=== Given data ===

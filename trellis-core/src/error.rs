//! Resolver Errors
//!
//! Almost nothing that can go wrong during a resolution pass is an error:
//! cyclic graphs degrade to best-effort ranges and axes without data fall
//! back to automatic ranges. The one condition that must reach the caller is
//! an unresolved axis reference: a widget naming an axis that does not exist
//! in the tree. That is a configuration problem the resolver cannot repair.
//!
//! Unresolved references are reported per offending widget and only abort
//! that widget's contribution; the rest of the tree still resolves.

use thiserror::Error;

use crate::graph::Aspect;
use crate::widget::WidgetId;

/// An error attributable to a single widget during a resolution pass.
#[derive(Debug, Clone, PartialEq, Eq, Error)]
pub enum ResolveError {
    /// A widget declared a dependency on an axis name that could not be
    /// resolved to an axis widget in the tree.
    #[error("widget {widget} references unknown axis \"{axis}\"")]
    UnresolvedAxis {
        /// The widget holding the dangling reference.
        widget: WidgetId,
        /// The axis name that failed to resolve.
        axis: Aspect,
    },
}

#[cfg(test)]
mod tests {
    use super::*;

    #[test]
    fn unresolved_axis_message_names_widget_and_axis() {
        let err = ResolveError::UnresolvedAxis {
            widget: WidgetId::from(7),
            axis: Aspect::from("x"),
        };
        assert_eq!(err.to_string(), "widget #7 references unknown axis \"x\"");
    }
}
//! Dependency Graph
//!
//! This module implements the directed dependency graph between axis widgets
//! and the plotters that use them, and the evaluation order derived from it.
//!
//! # Overview
//!
//! Some plotters tell an axis how wide its range must be; some plotters need
//! a finalized axis range before they can compute their own geometry. Both
//! relationships become directed edges between `(widget, aspect)` vertices:
//!
//! - Vertices represent one facet of a widget ([`DepNode`]): an axis as a
//!   whole, or a single named dependency of a plotter.
//! - An edge points from producer to consumer: the consumer must not be
//!   evaluated until the producer has been.
//!
//! # Design Decisions
//!
//! 1. Vertices are `(widget, aspect)` pairs rather than bare widgets so a
//!    plotter's x and y dependencies order independently; one of them can
//!    sit on a cycle without dragging the other in.
//!
//! 2. Edges and vertex discovery keep insertion order throughout
//!    (`Vec` + `IndexMap`), because the scheduler's tie-breaking, and hence
//!    the final numeric ranges, must be identical across repeated passes on
//!    an unchanged tree.
//!
//! 3. The whole graph is transient: built, ordered, consumed and dropped
//!    within one layout pass. Nothing here outlives the borrow of the tree.

mod builder;
mod node;
mod scheduler;

pub use builder::DependencyGraph;
pub use node::{Aspect, DepNode, Edge};
pub use scheduler::Schedule;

===

Task item: Once you find the string "between" in a line of the records, copy that line.

Response to this task:
//! This module implements the directed dependency graph between axis widgets
//! relationships become directed edges between `(widget, aspect)` vertices:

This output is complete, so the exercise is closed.